Rachel im Wunderland: Roman (German Edition)
»Was meinen Sie damit?«
»Ich meine, dass ich jahrelang mit einem chronisch Süchtigen und einem Alkoholiker gelebt habe«, sagte sie mit einem geheimnisvollen Lächeln.
Ich war schockiert. Arme Josephine. Wer es wohl war? Einer ihrer Eltern? Ein Bruder? Vielleicht ihr Mann. Vielleicht war sie verheiratet gewesen, bevor sie Nonne wurde.
»Wer war das?«, platzte ich heraus.
Ich erwartete eine förmliche, therapeutenmäßige Antwort, wie: »Das ist keine angemessene Frage, Rachel«, aber es kam anders.
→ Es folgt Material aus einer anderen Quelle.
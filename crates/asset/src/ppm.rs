//! ASCII PPM (`P3`) image loader for the scene textures.
//!
//! The format is line-oriented text: a `P3` magic token, optional `#`
//! comment lines, `width height maxValue`, then `width * height` RGB
//! integer triples. Channels are rescaled to 0..255 when `maxValue`
//! differs from 255, and rows are flipped vertically: texture
//! coordinates in the scene treat v=0 as the bottom of the image.

use std::{
    fs,
    io::{self, Read},
    path::{Path, PathBuf},
};

use thiserror::Error;

use crate::texture::TextureData;

/// Errors surfaced by the PPM loader. Callers may recover (e.g. by
/// substituting a placeholder texture); nothing here aborts.
#[derive(Debug, Error)]
pub enum PpmError {
    #[error("failed to open image file {path:?}: {source}")]
    Open {
        path: PathBuf,
        #[source]
        source: io::Error,
    },
    #[error("failed to read image source: {0}")]
    Read(#[from] io::Error),
    #[error("not a P3 PPM image (header begins with {found:?})")]
    Magic { found: String },
    #[error("malformed {what} in PPM header")]
    Header { what: &'static str },
    #[error("PPM pixel data ended early: expected {expected} samples, found {found}")]
    Truncated { expected: usize, found: usize },
}

/// Load a `P3` PPM image from a file path.
pub fn load_ppm_from_path(path: impl AsRef<Path>) -> Result<TextureData, PpmError> {
    let path = path.as_ref();
    let text = fs::read_to_string(path).map_err(|source| PpmError::Open {
        path: path.to_path_buf(),
        source,
    })?;
    let image = parse_ppm(&text)?;
    log::info!(
        "loaded PPM texture {} ({}x{})",
        path.display(),
        image.width,
        image.height
    );
    Ok(image)
}

/// Load a `P3` PPM image from any reader.
pub fn load_ppm_from_reader<R: Read>(mut reader: R) -> Result<TextureData, PpmError> {
    let mut text = String::new();
    reader.read_to_string(&mut text)?;
    parse_ppm(&text)
}

/// Parse a `P3` PPM image from a string.
pub fn load_ppm_from_str(text: &str) -> Result<TextureData, PpmError> {
    parse_ppm(text)
}

fn parse_ppm(text: &str) -> Result<TextureData, PpmError> {
    // Everything after '#' on a line is a comment; the rest of the
    // format is plain whitespace-separated tokens.
    let mut tokens = text.lines().flat_map(|line| {
        let line = match line.find('#') {
            Some(at) => &line[..at],
            None => line,
        };
        line.split_whitespace()
    });

    let magic = tokens.next().unwrap_or("");
    if magic != "P3" {
        return Err(PpmError::Magic {
            found: magic.to_owned(),
        });
    }

    let width = parse_dimension(tokens.next(), "width")?;
    let height = parse_dimension(tokens.next(), "height")?;
    let max_value: u32 = tokens
        .next()
        .and_then(|t| t.parse().ok())
        .filter(|&m| m > 0)
        .ok_or(PpmError::Header { what: "max value" })?;

    let expected = (width * height * 3) as usize;
    let mut samples = Vec::with_capacity(expected);
    for (found, token) in tokens.take(expected).enumerate() {
        let value: u32 = token.parse().map_err(|_| PpmError::Truncated {
            expected,
            found,
        })?;
        samples.push(rescale(value, max_value));
    }
    if samples.len() < expected {
        return Err(PpmError::Truncated {
            expected,
            found: samples.len(),
        });
    }

    // PPM rows run top to bottom; the scene's texture coordinates put
    // v=0 at the image bottom, so store the rows reversed.
    let row_bytes = (width * 3) as usize;
    let mut data = Vec::with_capacity(expected);
    for row in (0..height as usize).rev() {
        let start = row * row_bytes;
        data.extend_from_slice(&samples[start..start + row_bytes]);
    }

    Ok(TextureData::new_rgb8(width, height, data))
}

fn parse_dimension(token: Option<&str>, what: &'static str) -> Result<u32, PpmError> {
    token
        .and_then(|t| t.parse::<u32>().ok())
        .filter(|&d| d > 0)
        .ok_or(PpmError::Header { what })
}

/// Scale a channel sample to 0..255 for arbitrary `maxValue` headers.
fn rescale(value: u32, max_value: u32) -> u8 {
    if max_value == 255 {
        value.min(255) as u8
    } else {
        ((value * 255 + max_value / 2) / max_value).min(255) as u8
    }
}

#[cfg(test)]
mod tests {
    use super::*;
    use crate::texture::TextureFormat;

    #[test]
    fn parses_minimal_image() {
        let src = "P3\n2 2 255\n255 0 0  0 255 0\n0 0 255  255 255 255\n";
        let image = load_ppm_from_str(src).expect("parse");
        assert_eq!(image.width, 2);
        assert_eq!(image.height, 2);
        assert_eq!(image.format, TextureFormat::Rgb8);
        // Rows flipped: the file's second row comes out on top.
        assert_eq!(&image.data[0..6], &[0, 0, 255, 255, 255, 255]);
        assert_eq!(&image.data[6..12], &[255, 0, 0, 0, 255, 0]);
    }

    #[test]
    fn comments_are_ignored() {
        let src = "P3\n# made by hand\n# another note\n1 1 255\n1 2 3\n";
        let image = load_ppm_from_str(src).expect("parse");
        assert_eq!(image.data, vec![1, 2, 3]);
    }

    #[test]
    fn max_value_rescales_channels() {
        let src = "P3\n1 1 15\n15 0 7\n";
        let image = load_ppm_from_str(src).expect("parse");
        assert_eq!(image.data[0], 255);
        assert_eq!(image.data[1], 0);
        assert_eq!(image.data[2], 119);
    }

    #[test]
    fn wrong_magic_is_distinguishable() {
        let err = load_ppm_from_str("P6\n1 1 255\n0 0 0\n").unwrap_err();
        match err {
            PpmError::Magic { found } => assert_eq!(found, "P6"),
            other => panic!("unexpected error: {other}"),
        }
    }

    #[test]
    fn truncated_pixels_are_reported() {
        let err = load_ppm_from_str("P3\n2 1 255\n0 0 0 255\n").unwrap_err();
        assert!(matches!(
            err,
            PpmError::Truncated {
                expected: 6,
                found: 4,
            }
        ));
    }

    #[test]
    fn bad_dimension_is_a_header_error() {
        let err = load_ppm_from_str("P3\n0 1 255\n").unwrap_err();
        assert!(matches!(err, PpmError::Header { what: "width" }));
    }

    #[test]
    fn missing_file_is_an_open_error() {
        let err = load_ppm_from_path("no/such/texture.ppm").unwrap_err();
        assert!(matches!(err, PpmError::Open { .. }));
    }
}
Sie schwieg lange, sehr lange, und sah mich an, bevor sie sanft sagte: »Ich.«
60
E ndlich war mein letzter Tag da. Es war wie Geburtstag, Erstkommunion, Hochzeitstag und Beerdigung in einem. Ich stand im Mittelpunkt und genoss es – die Karte, die Ansprache, die guten Wünsche, die Tränen, die Umarmungen, und immer wieder ertönte: »Ich werde dich vermissen!« Sogar Sadie, die Sadistin, die quirlige Empfangsdame und Finbar, der halbdebile Gärtner, wünschten mir alles Gute. Und Dr. Billings, alle Schwestern, die Therapeuten und natürlich alle Insassen.
Ich hielt die Rede, die jeder hielt, und sagte, dass ich geglaubt hätte, als ich kam, dass mir nichts fehlte, dass mir die anderen leidgetan hätten und so weiter. Und alle juchzten und applaudierten und lachten, und jemand rief – wie jedes Mal einer rief – : »Bestell mir schon mal ein Bier bei Flynns!«
Dann gingen sie alle zu ihren Gruppensitzungen, und ich wartete darauf, abgeholt zu werden. Mit Tränen in den Augen, aber freudig erregt, wehmütig und gespannt. Begierig, mein neues Leben in Angriff zu nehmen.
Ich war fast zwei Monate in Cloisters gewesen und hatte überlebt. In allererster Linie war ich stolz auf mich.
Mum und Dad kamen, und als wir durch das hohe Tor davonfuhren, nahm ich symbolisch meinen Hut ab und senkte mein Haupt im Gedenken an den Tag meiner Ankunft. Mit großen Augen und erwartungsvoll, Ausschau haltend nach berühmten Persönlichkeiten. Das alles schien eine Million Jahre her zu sein, als wäre es einem ganz anderen Menschen passiert.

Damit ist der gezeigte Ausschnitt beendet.